## [Exercise goal]
In the entries that follow, find the line containing "#[derive(Parser)]"; from there, copy every line exactly through the line containing "with decimal precision.".

Collected data:
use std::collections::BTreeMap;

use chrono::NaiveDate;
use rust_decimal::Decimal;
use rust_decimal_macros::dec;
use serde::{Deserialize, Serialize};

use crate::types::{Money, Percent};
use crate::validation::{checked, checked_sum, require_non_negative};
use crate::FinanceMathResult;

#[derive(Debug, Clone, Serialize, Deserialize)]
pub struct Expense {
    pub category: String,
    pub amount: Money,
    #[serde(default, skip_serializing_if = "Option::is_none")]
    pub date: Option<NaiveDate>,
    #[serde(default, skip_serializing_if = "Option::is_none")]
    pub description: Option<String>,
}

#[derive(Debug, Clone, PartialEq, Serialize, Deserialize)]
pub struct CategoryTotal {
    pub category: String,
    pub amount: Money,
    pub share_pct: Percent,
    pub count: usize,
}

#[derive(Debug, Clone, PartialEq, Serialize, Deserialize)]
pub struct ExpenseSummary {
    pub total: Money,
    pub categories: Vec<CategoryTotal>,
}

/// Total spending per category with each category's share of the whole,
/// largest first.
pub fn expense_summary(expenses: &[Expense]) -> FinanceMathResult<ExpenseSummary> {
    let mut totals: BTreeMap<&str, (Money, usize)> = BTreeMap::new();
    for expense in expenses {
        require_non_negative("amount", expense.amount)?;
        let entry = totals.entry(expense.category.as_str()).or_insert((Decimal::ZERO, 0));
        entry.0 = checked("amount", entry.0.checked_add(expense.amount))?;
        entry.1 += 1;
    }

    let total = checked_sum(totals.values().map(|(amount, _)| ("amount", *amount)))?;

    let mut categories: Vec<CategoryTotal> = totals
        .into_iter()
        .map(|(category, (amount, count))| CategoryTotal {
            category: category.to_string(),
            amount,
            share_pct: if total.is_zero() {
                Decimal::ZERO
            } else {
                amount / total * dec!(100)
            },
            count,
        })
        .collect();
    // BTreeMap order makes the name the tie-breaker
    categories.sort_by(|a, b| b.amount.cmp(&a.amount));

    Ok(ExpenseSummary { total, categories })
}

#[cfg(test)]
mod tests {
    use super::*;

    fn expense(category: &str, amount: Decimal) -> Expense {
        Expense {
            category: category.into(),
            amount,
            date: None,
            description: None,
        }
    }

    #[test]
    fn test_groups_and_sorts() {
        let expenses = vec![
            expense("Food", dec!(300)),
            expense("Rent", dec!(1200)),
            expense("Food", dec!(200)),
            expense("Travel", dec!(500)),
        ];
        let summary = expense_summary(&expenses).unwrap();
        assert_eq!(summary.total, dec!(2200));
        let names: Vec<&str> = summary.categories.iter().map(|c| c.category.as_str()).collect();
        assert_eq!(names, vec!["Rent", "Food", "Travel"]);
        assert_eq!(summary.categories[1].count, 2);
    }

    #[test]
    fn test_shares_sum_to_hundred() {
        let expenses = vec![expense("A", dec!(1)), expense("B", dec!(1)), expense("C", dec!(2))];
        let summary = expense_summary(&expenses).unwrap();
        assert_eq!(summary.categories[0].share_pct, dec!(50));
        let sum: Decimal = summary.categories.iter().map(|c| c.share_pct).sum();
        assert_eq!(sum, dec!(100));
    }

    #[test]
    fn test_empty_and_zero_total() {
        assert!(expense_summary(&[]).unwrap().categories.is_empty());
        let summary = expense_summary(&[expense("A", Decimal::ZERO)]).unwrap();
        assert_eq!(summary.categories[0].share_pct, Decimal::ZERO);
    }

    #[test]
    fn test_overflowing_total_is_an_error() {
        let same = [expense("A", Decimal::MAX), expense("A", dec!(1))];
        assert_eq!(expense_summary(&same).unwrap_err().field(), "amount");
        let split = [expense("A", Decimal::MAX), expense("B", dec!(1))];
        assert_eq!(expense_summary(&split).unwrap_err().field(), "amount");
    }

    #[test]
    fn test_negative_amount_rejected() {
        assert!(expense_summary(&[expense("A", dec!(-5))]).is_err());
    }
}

...

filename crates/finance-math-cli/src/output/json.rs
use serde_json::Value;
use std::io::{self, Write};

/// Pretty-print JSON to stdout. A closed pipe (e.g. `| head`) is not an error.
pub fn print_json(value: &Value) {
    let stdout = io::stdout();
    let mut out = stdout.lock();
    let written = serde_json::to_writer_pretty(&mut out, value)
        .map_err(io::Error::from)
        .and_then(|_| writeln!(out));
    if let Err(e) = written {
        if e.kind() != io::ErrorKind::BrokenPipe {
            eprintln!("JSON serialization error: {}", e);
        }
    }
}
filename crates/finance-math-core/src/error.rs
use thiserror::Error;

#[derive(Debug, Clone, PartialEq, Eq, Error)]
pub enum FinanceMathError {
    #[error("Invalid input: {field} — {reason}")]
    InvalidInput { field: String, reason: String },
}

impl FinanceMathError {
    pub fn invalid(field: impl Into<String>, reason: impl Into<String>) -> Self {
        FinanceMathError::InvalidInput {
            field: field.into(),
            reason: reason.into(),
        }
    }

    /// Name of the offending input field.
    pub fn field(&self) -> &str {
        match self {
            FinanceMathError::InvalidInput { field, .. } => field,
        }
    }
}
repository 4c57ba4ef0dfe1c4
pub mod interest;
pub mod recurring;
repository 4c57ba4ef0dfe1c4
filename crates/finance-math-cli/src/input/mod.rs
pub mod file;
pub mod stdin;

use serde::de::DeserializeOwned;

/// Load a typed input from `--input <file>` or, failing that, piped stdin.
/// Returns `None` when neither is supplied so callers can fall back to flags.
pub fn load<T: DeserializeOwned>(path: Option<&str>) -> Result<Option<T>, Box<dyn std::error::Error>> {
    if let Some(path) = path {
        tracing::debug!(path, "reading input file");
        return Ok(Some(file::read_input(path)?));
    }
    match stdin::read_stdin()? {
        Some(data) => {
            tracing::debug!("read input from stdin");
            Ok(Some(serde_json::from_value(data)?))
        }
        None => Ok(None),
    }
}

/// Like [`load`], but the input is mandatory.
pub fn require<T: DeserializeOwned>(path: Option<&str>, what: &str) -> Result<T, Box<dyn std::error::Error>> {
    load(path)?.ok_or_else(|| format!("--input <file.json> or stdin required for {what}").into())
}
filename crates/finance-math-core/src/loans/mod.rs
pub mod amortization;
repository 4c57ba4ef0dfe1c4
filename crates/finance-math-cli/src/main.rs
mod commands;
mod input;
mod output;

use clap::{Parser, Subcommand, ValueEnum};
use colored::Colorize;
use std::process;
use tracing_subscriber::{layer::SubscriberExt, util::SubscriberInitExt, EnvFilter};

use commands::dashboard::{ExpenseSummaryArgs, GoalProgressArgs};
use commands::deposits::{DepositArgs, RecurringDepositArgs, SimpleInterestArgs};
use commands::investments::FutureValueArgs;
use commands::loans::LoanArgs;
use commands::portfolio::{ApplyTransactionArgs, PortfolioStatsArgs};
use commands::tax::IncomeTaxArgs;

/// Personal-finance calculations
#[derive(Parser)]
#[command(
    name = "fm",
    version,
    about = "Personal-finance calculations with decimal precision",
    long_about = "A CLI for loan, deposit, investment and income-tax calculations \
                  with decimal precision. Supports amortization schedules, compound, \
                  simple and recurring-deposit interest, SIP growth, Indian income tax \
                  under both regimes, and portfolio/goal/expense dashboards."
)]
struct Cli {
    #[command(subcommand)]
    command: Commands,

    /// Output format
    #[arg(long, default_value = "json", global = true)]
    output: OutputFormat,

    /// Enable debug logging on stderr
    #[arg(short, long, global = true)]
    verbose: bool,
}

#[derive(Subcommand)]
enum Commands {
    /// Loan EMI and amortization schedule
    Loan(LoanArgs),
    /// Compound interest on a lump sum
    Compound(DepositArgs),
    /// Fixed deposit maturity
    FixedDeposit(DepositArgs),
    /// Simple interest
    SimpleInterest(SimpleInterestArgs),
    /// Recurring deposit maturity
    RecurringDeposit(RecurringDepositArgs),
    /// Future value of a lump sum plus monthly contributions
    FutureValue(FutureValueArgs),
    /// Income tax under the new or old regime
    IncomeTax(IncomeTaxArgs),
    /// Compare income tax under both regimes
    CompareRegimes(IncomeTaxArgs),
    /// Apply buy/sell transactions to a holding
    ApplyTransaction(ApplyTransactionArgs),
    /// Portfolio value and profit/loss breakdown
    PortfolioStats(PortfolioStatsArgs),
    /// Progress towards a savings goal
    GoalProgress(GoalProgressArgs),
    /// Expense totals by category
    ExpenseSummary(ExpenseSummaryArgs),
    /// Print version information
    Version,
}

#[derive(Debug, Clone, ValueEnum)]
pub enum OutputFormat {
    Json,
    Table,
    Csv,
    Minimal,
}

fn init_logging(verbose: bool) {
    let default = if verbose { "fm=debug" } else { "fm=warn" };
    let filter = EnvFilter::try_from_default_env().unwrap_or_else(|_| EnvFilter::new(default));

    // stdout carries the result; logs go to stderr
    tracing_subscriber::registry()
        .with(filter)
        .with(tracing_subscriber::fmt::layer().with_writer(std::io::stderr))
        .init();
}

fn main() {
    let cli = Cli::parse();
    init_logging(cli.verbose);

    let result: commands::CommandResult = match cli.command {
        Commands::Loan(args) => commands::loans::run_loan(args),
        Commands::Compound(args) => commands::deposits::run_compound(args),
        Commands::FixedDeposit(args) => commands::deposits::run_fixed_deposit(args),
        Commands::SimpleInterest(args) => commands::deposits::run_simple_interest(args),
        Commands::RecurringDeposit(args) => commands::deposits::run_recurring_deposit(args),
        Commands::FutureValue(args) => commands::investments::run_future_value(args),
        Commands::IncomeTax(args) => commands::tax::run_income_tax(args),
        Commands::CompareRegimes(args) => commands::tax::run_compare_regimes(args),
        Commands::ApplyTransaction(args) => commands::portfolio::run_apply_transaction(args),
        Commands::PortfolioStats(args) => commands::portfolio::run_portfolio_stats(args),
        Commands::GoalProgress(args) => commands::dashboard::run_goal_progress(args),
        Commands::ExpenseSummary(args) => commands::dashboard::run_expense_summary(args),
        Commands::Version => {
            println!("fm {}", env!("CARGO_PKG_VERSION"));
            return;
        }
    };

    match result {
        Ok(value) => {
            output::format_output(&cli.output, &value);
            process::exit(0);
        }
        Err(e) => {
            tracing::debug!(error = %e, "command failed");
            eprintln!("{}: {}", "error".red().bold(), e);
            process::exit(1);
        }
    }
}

## [Task response]
#[derive(Parser)]
#[command(
    name = "fm",
    version,
    about = "Personal-finance calculations with decimal precision",
    long_about = "A CLI for loan, deposit, investment and income-tax calculations \
                  with decimal precision. Supports amortization schedules, compound, \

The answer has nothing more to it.